### ASSIGNMENT
Please repeat each line of the data exactly, with nothing left out.

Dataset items
-- Opening Marker --
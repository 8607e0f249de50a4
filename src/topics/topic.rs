// Topic and TopicSet: the explicit topic structure used by both scoring paths.
//
// Word-density scoring reads `terms`; embedding-similarity scoring reads
// `vector`. A TopicSet is built once per analysis run and only read afterwards.
// Its order is significant: it fixes the order of the per-topic columns in
// every table the crate produces.

use std::collections::HashSet;
use std::path::Path;

use anyhow::Context;
use serde::{Deserialize, Serialize};

use crate::error::{ChunkError, Result};

/// A named cluster of related terms, optionally with a representative embedding.
#[derive(Debug, Clone, PartialEq, Serialize, Deserialize)]
pub struct Topic {
    pub name: String,
    pub terms: Vec<String>,
    #[serde(default, skip_serializing_if = "Option::is_none")]
    pub vector: Option<Vec<f64>>,
}

impl Topic {
    pub fn new(name: impl Into<String>, terms: Vec<String>) -> Self {
        Self {
            name: name.into(),
            terms,
            vector: None,
        }
    }

    pub fn with_vector(mut self, vector: Vec<f64>) -> Self {
        self.vector = Some(vector);
        self
    }
}

/// Ordered, uniquely-named collection of topics.
#[derive(Debug, Clone, PartialEq, Default, Serialize, Deserialize)]
#[serde(transparent)]
pub struct TopicSet {
    topics: Vec<Topic>,
}

impl TopicSet {
    /// Build a topic set, rejecting empty or duplicate names.
    pub fn new(topics: Vec<Topic>) -> Result<Self> {
        let mut seen = HashSet::new();
        for topic in &topics {
            if topic.name.trim().is_empty() {
                return Err(ChunkError::invalid("topic name must not be empty"));
            }
            if !seen.insert(topic.name.as_str()) {
                return Err(ChunkError::invalid(format!(
                    "duplicate topic name: {}",
                    topic.name
                )));
            }
        }
        Ok(Self { topics })
    }

    /// Convenience constructor from `(name, terms)` pairs.
    pub fn from_terms<I, N, T>(pairs: I) -> Result<Self>
    where
        I: IntoIterator<Item = (N, Vec<T>)>,
        N: Into<String>,
        T: Into<String>,
    {
        let topics = pairs
            .into_iter()
            .map(|(name, terms)| Topic::new(name, terms.into_iter().map(Into::into).collect()))
            .collect();
        Self::new(topics)
    }

    /// Load a topic set from a JSON array of `{name, terms, vector?}` objects.
    pub fn load(path: &Path) -> anyhow::Result<Self> {
        let json = std::fs::read_to_string(path)
            .with_context(|| format!("Failed to read topic set from {}", path.display()))?;
        let topics: Vec<Topic> = serde_json::from_str(&json)
            .with_context(|| format!("Failed to parse topic set in {}", path.display()))?;
        Ok(Self::new(topics)?)
    }

    /// Write the topic set as pretty-printed JSON.
    pub fn save(&self, path: &Path) -> anyhow::Result<()> {
        let json = serde_json::to_string_pretty(&self.topics)?;
        std::fs::write(path, json)
            .with_context(|| format!("Failed to write topic set to {}", path.display()))
    }

    pub fn len(&self) -> usize {
        self.topics.len()
    }

    pub fn is_empty(&self) -> bool {
        self.topics.is_empty()
    }

    pub fn iter(&self) -> std::slice::Iter<'_, Topic> {
        self.topics.iter()
    }

    pub fn into_topics(self) -> Vec<Topic> {
        self.topics
    }

    pub fn names(&self) -> impl Iterator<Item = &str> {
        self.topics.iter().map(|t| t.name.as_str())
    }

    /// Topic vectors in set order. Fails if any topic has no vector.
    pub fn vectors(&self) -> Result<Vec<&[f64]>> {
        self.topics
            .iter()
            .map(|t| {
                t.vector.as_deref().ok_or_else(|| {
                    ChunkError::invalid(format!("topic {} has no topic vector", t.name))
                })
            })
            .collect()
    }

    pub fn has_vectors(&self) -> bool {
        !self.topics.is_empty() && self.topics.iter().all(|t| t.vector.is_some())
    }

    /// Attach one vector per topic, in set order.
    pub fn attach_vectors(&mut self, vectors: Vec<Vec<f64>>) -> Result<()> {
        if vectors.len() != self.topics.len() {
            return Err(ChunkError::invalid(format!(
                "got {} topic vectors for {} topics",
                vectors.len(),
                self.topics.len()
            )));
        }
        for (topic, vector) in self.topics.iter_mut().zip(vectors) {
            topic.vector = Some(vector);
        }
        Ok(())
    }
}

impl<'a> IntoIterator for &'a TopicSet {
    type Item = &'a Topic;
    type IntoIter = std::slice::Iter<'a, Topic>;

    fn into_iter(self) -> Self::IntoIter {
        self.topics.iter()
    }
}

#[cfg(test)]
mod tests {
    use super::*;

    #[test]
    fn test_from_terms_preserves_order() {
        let set = TopicSet::from_terms([
            ("zeta", vec!["a"]),
            ("alpha", vec!["b"]),
        ])
        .unwrap();
        let names: Vec<&str> = set.names().collect();
        assert_eq!(names, vec!["zeta", "alpha"]);
    }

    #[test]
    fn test_duplicate_names_rejected() {
        let result = TopicSet::from_terms([("t", vec!["a"]), ("t", vec!["b"])]);
        assert!(matches!(result, Err(ChunkError::InputValidation(_))));
    }

    #[test]
    fn test_vectors_require_every_topic() {
        let mut set = TopicSet::from_terms([("a", vec!["x"]), ("b", vec!["y"])]).unwrap();
        assert!(set.vectors().is_err());
        assert!(!set.has_vectors());

        set.attach_vectors(vec![vec![1.0, 0.0], vec![0.0, 1.0]]).unwrap();
        assert!(set.has_vectors());
        assert_eq!(set.vectors().unwrap().len(), 2);
    }

    #[test]
    fn test_attach_vectors_length_mismatch() {
        let mut set = TopicSet::from_terms([("a", vec!["x"])]).unwrap();
        assert!(set.attach_vectors(vec![]).is_err());
    }

    #[test]
    fn test_json_roundtrip_keeps_order_and_omits_missing_vectors() {
        let set = TopicSet::from_terms([("b", vec!["x"]), ("a", vec!["y"])]).unwrap();
        let json = serde_json::to_string(&set).unwrap();
        assert!(!json.contains("vector"));
        let back: TopicSet = serde_json::from_str(&json).unwrap();
        assert_eq!(back, set);
    }
}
-- Closing Marker --
### TASK SOLUTION
repository 8607e0f249de50a4
filename src/topics/topic.rs
// Topic and TopicSet: the explicit topic structure used by both scoring paths.
//
// Word-density scoring reads `terms`; embedding-similarity scoring reads
// `vector`. A TopicSet is built once per analysis run and only read afterwards.
// Its order is significant: it fixes the order of the per-topic columns in
// every table the crate produces.

use std::collections::HashSet;
use std::path::Path;

use anyhow::Context;
use serde::{Deserialize, Serialize};

use crate::error::{ChunkError, Result};

/// A named cluster of related terms, optionally with a representative embedding.
#[derive(Debug, Clone, PartialEq, Serialize, Deserialize)]
pub struct Topic {
    pub name: String,
    pub terms: Vec<String>,
    #[serde(default, skip_serializing_if = "Option::is_none")]
    pub vector: Option<Vec<f64>>,
}

impl Topic {
    pub fn new(name: impl Into<String>, terms: Vec<String>) -> Self {
        Self {
            name: name.into(),
            terms,
            vector: None,
        }
    }

    pub fn with_vector(mut self, vector: Vec<f64>) -> Self {
        self.vector = Some(vector);
        self
    }
}

/// Ordered, uniquely-named collection of topics.
#[derive(Debug, Clone, PartialEq, Default, Serialize, Deserialize)]
#[serde(transparent)]
pub struct TopicSet {
    topics: Vec<Topic>,
}

impl TopicSet {
    /// Build a topic set, rejecting empty or duplicate names.
    pub fn new(topics: Vec<Topic>) -> Result<Self> {
        let mut seen = HashSet::new();
        for topic in &topics {
            if topic.name.trim().is_empty() {
                return Err(ChunkError::invalid("topic name must not be empty"));
            }
            if !seen.insert(topic.name.as_str()) {
                return Err(ChunkError::invalid(format!(
                    "duplicate topic name: {}",
                    topic.name
                )));
            }
        }
        Ok(Self { topics })
    }

    /// Convenience constructor from `(name, terms)` pairs.
    pub fn from_terms<I, N, T>(pairs: I) -> Result<Self>
    where
        I: IntoIterator<Item = (N, Vec<T>)>,
        N: Into<String>,
        T: Into<String>,
    {
        let topics = pairs
            .into_iter()
            .map(|(name, terms)| Topic::new(name, terms.into_iter().map(Into::into).collect()))
            .collect();
        Self::new(topics)
    }

    /// Load a topic set from a JSON array of `{name, terms, vector?}` objects.
    pub fn load(path: &Path) -> anyhow::Result<Self> {
        let json = std::fs::read_to_string(path)
            .with_context(|| format!("Failed to read topic set from {}", path.display()))?;
        let topics: Vec<Topic> = serde_json::from_str(&json)
            .with_context(|| format!("Failed to parse topic set in {}", path.display()))?;
        Ok(Self::new(topics)?)
    }

    /// Write the topic set as pretty-printed JSON.
    pub fn save(&self, path: &Path) -> anyhow::Result<()> {
        let json = serde_json::to_string_pretty(&self.topics)?;
        std::fs::write(path, json)
            .with_context(|| format!("Failed to write topic set to {}", path.display()))
    }

    pub fn len(&self) -> usize {
        self.topics.len()
    }

    pub fn is_empty(&self) -> bool {
        self.topics.is_empty()
    }

    pub fn iter(&self) -> std::slice::Iter<'_, Topic> {
        self.topics.iter()
    }

    pub fn into_topics(self) -> Vec<Topic> {
        self.topics
    }

    pub fn names(&self) -> impl Iterator<Item = &str> {
        self.topics.iter().map(|t| t.name.as_str())
    }

    /// Topic vectors in set order. Fails if any topic has no vector.
    pub fn vectors(&self) -> Result<Vec<&[f64]>> {
        self.topics
            .iter()
            .map(|t| {
                t.vector.as_deref().ok_or_else(|| {
                    ChunkError::invalid(format!("topic {} has no topic vector", t.name))
                })
            })
            .collect()
    }

    pub fn has_vectors(&self) -> bool {
        !self.topics.is_empty() && self.topics.iter().all(|t| t.vector.is_some())
    }

    /// Attach one vector per topic, in set order.
    pub fn attach_vectors(&mut self, vectors: Vec<Vec<f64>>) -> Result<()> {
        if vectors.len() != self.topics.len() {
            return Err(ChunkError::invalid(format!(
                "got {} topic vectors for {} topics",
                vectors.len(),
                self.topics.len()
            )));
        }
        for (topic, vector) in self.topics.iter_mut().zip(vectors) {
            topic.vector = Some(vector);
        }
        Ok(())
    }
}

impl<'a> IntoIterator for &'a TopicSet {
    type Item = &'a Topic;
    type IntoIter = std::slice::Iter<'a, Topic>;

    fn into_iter(self) -> Self::IntoIter {
        self.topics.iter()
    }
}

#[cfg(test)]
mod tests {
    use super::*;

    #[test]
    fn test_from_terms_preserves_order() {
        let set = TopicSet::from_terms([
            ("zeta", vec!["a"]),
            ("alpha", vec!["b"]),
        ])
        .unwrap();
        let names: Vec<&str> = set.names().collect();
        assert_eq!(names, vec!["zeta", "alpha"]);
    }

    #[test]
    fn test_duplicate_names_rejected() {
        let result = TopicSet::from_terms([("t", vec!["a"]), ("t", vec!["b"])]);
        assert!(matches!(result, Err(ChunkError::InputValidation(_))));
    }

    #[test]
    fn test_vectors_require_every_topic() {
        let mut set = TopicSet::from_terms([("a", vec!["x"]), ("b", vec!["y"])]).unwrap();
        assert!(set.vectors().is_err());
        assert!(!set.has_vectors());

        set.attach_vectors(vec![vec![1.0, 0.0], vec![0.0, 1.0]]).unwrap();
        assert!(set.has_vectors());
        assert_eq!(set.vectors().unwrap().len(), 2);
    }

    #[test]
    fn test_attach_vectors_length_mismatch() {
        let mut set = TopicSet::from_terms([("a", vec!["x"])]).unwrap();
        assert!(set.attach_vectors(vec![]).is_err());
    }

    #[test]
    fn test_json_roundtrip_keeps_order_and_omits_missing_vectors() {
        let set = TopicSet::from_terms([("b", vec!["x"]), ("a", vec!["y"])]).unwrap();
        let json = serde_json::to_string(&set).unwrap();
        assert!(!json.contains("vector"));
        let back: TopicSet = serde_json::from_str(&json).unwrap();
        assert_eq!(back, set);
    }
}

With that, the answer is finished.